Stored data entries

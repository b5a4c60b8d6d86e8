//! Password hashing and verification utilities
//!
//! Secure password hashing using the Argon2id algorithm, plus the strength
//! check applied when a password is first set or changed.

use argon2::{
    password_hash::{PasswordHash, PasswordHasher, PasswordVerifier, SaltString},
    Argon2,
};
use rand::rngs::OsRng;
use tracing::{debug, error};

/// Error types for password operations
#[derive(Debug, thiserror::Error)]
pub enum PasswordError {
    #[error("Failed to hash password: {0}")]
    HashingFailed(String),
    #[error("Failed to verify password: {0}")]
    VerificationFailed(String),
    #[error("Invalid password hash format")]
    InvalidHashFormat,
}

pub trait PasswordUtils {
    /// Hashes the given password using Argon2id
    fn hash_password(password: &str) -> Result<String, PasswordError>;

    /// Verifies the given password against the stored hash
    fn verify_password(password: &str, hash: &str) -> Result<bool, PasswordError>;

    /// Validates the strength of the given password
    fn validate_password_strength(password: &str) -> Result<(), Vec<String>>;
}

pub struct PasswordUtilsImpl;

impl PasswordUtils for PasswordUtilsImpl {
    fn hash_password(password: &str) -> Result<String, PasswordError> {
        debug!("Hashing password");

        let salt = SaltString::generate(OsRng);
        let argon2 = Argon2::default();

        match argon2.hash_password(password.as_bytes(), &salt) {
            Ok(password_hash) => Ok(password_hash.to_string()),
            Err(err) => {
                error!("Failed to hash password: {}", err);
                Err(PasswordError::HashingFailed(err.to_string()))
            }
        }
    }

    fn verify_password(password: &str, hash: &str) -> Result<bool, PasswordError> {
        let parsed_hash = match PasswordHash::new(hash) {
            Ok(hash) => hash,
            Err(err) => {
                error!("Invalid password hash format: {}", err);
                return Err(PasswordError::InvalidHashFormat);
            }
        };

        let argon2 = Argon2::default();
        match argon2.verify_password(password.as_bytes(), &parsed_hash) {
            Ok(()) => Ok(true),
            Err(argon2::password_hash::Error::Password) => Ok(false),
            Err(err) => {
                error!("Password verification error: {}", err);
                Err(PasswordError::VerificationFailed(err.to_string()))
            }
        }
    }

    fn validate_password_strength(password: &str) -> Result<(), Vec<String>> {
        let mut errors = Vec::new();

        if password.len() < 8 {
            errors.push("Password must be at least 8 characters long".to_string());
        }
        if !password.chars().any(|c| c.is_ascii_alphabetic()) {
            errors.push("Password must contain at least one letter".to_string());
        }
        if !password.chars().any(|c| c.is_ascii_digit()) {
            errors.push("Password must contain at least one digit".to_string());
        }

        if errors.is_empty() {
            Ok(())
        } else {
            debug!("Password strength validation failed: {:?}", errors);
            Err(errors)
        }
    }
}
use axum::{
    middleware,
    routing::{get, post},
    Router,
};
use std::sync::Arc;

use crate::handler::export_handler::{
    export_analytics_csv_handler, export_columns_handler, export_csv_handler,
};
use crate::middlewares::auth_middleware::{require_auth, AuthState};
use crate::service::export_service::ExportServiceImpl;

pub fn export_router(service: Arc<ExportServiceImpl>, auth_state: Arc<AuthState>) -> Router {
    Router::new()
        .route("/export/columns", get(export_columns_handler))
        .route("/export/csv", post(export_csv_handler))
        .route("/export/analytics-csv", post(export_analytics_csv_handler))
        .route_layer(middleware::from_fn_with_state(auth_state, require_auth))
        .with_state(service)
}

● ACTION ITEM
What you give back should match the entries above exactly.

● TASK RESULT
repository b5a4c60b8d6d86e8
//! Password hashing and verification utilities
//!
//! Secure password hashing using the Argon2id algorithm, plus the strength
//! check applied when a password is first set or changed.

use argon2::{
    password_hash::{PasswordHash, PasswordHasher, PasswordVerifier, SaltString},
    Argon2,
};
use rand::rngs::OsRng;
use tracing::{debug, error};

/// Error types for password operations
#[derive(Debug, thiserror::Error)]
pub enum PasswordError {
    #[error("Failed to hash password: {0}")]
    HashingFailed(String),
    #[error("Failed to verify password: {0}")]
    VerificationFailed(String),
    #[error("Invalid password hash format")]
    InvalidHashFormat,
}

pub trait PasswordUtils {
    /// Hashes the given password using Argon2id
    fn hash_password(password: &str) -> Result<String, PasswordError>;

    /// Verifies the given password against the stored hash
    fn verify_password(password: &str, hash: &str) -> Result<bool, PasswordError>;

    /// Validates the strength of the given password
    fn validate_password_strength(password: &str) -> Result<(), Vec<String>>;
}

pub struct PasswordUtilsImpl;

impl PasswordUtils for PasswordUtilsImpl {
    fn hash_password(password: &str) -> Result<String, PasswordError> {
        debug!("Hashing password");

        let salt = SaltString::generate(OsRng);
        let argon2 = Argon2::default();

        match argon2.hash_password(password.as_bytes(), &salt) {
            Ok(password_hash) => Ok(password_hash.to_string()),
            Err(err) => {
                error!("Failed to hash password: {}", err);
                Err(PasswordError::HashingFailed(err.to_string()))
            }
        }
    }

    fn verify_password(password: &str, hash: &str) -> Result<bool, PasswordError> {
        let parsed_hash = match PasswordHash::new(hash) {
            Ok(hash) => hash,
            Err(err) => {
                error!("Invalid password hash format: {}", err);
                return Err(PasswordError::InvalidHashFormat);
            }
        };

        let argon2 = Argon2::default();
        match argon2.verify_password(password.as_bytes(), &parsed_hash) {
            Ok(()) => Ok(true),
            Err(argon2::password_hash::Error::Password) => Ok(false),
            Err(err) => {
                error!("Password verification error: {}", err);
                Err(PasswordError::VerificationFailed(err.to_string()))
            }
        }
    }

    fn validate_password_strength(password: &str) -> Result<(), Vec<String>> {
        let mut errors = Vec::new();

        if password.len() < 8 {
            errors.push("Password must be at least 8 characters long".to_string());
        }
        if !password.chars().any(|c| c.is_ascii_alphabetic()) {
            errors.push("Password must contain at least one letter".to_string());
        }
        if !password.chars().any(|c| c.is_ascii_digit()) {
            errors.push("Password must contain at least one digit".to_string());
        }

        if errors.is_empty() {
            Ok(())
        } else {
            debug!("Password strength validation failed: {:?}", errors);
            Err(errors)
        }
    }
}
use axum::{
    middleware,
    routing::{get, post},
    Router,
};
use std::sync::Arc;

use crate::handler::export_handler::{
    export_analytics_csv_handler, export_columns_handler, export_csv_handler,
};
use crate::middlewares::auth_middleware::{require_auth, AuthState};
use crate::service::export_service::ExportServiceImpl;

pub fn export_router(service: Arc<ExportServiceImpl>, auth_state: Arc<AuthState>) -> Router {
    Router::new()
        .route("/export/columns", get(export_columns_handler))
        .route("/export/csv", post(export_csv_handler))
        .route("/export/analytics-csv", post(export_analytics_csv_handler))
        .route_layer(middleware::from_fn_with_state(auth_state, require_auth))
        .with_state(service)
}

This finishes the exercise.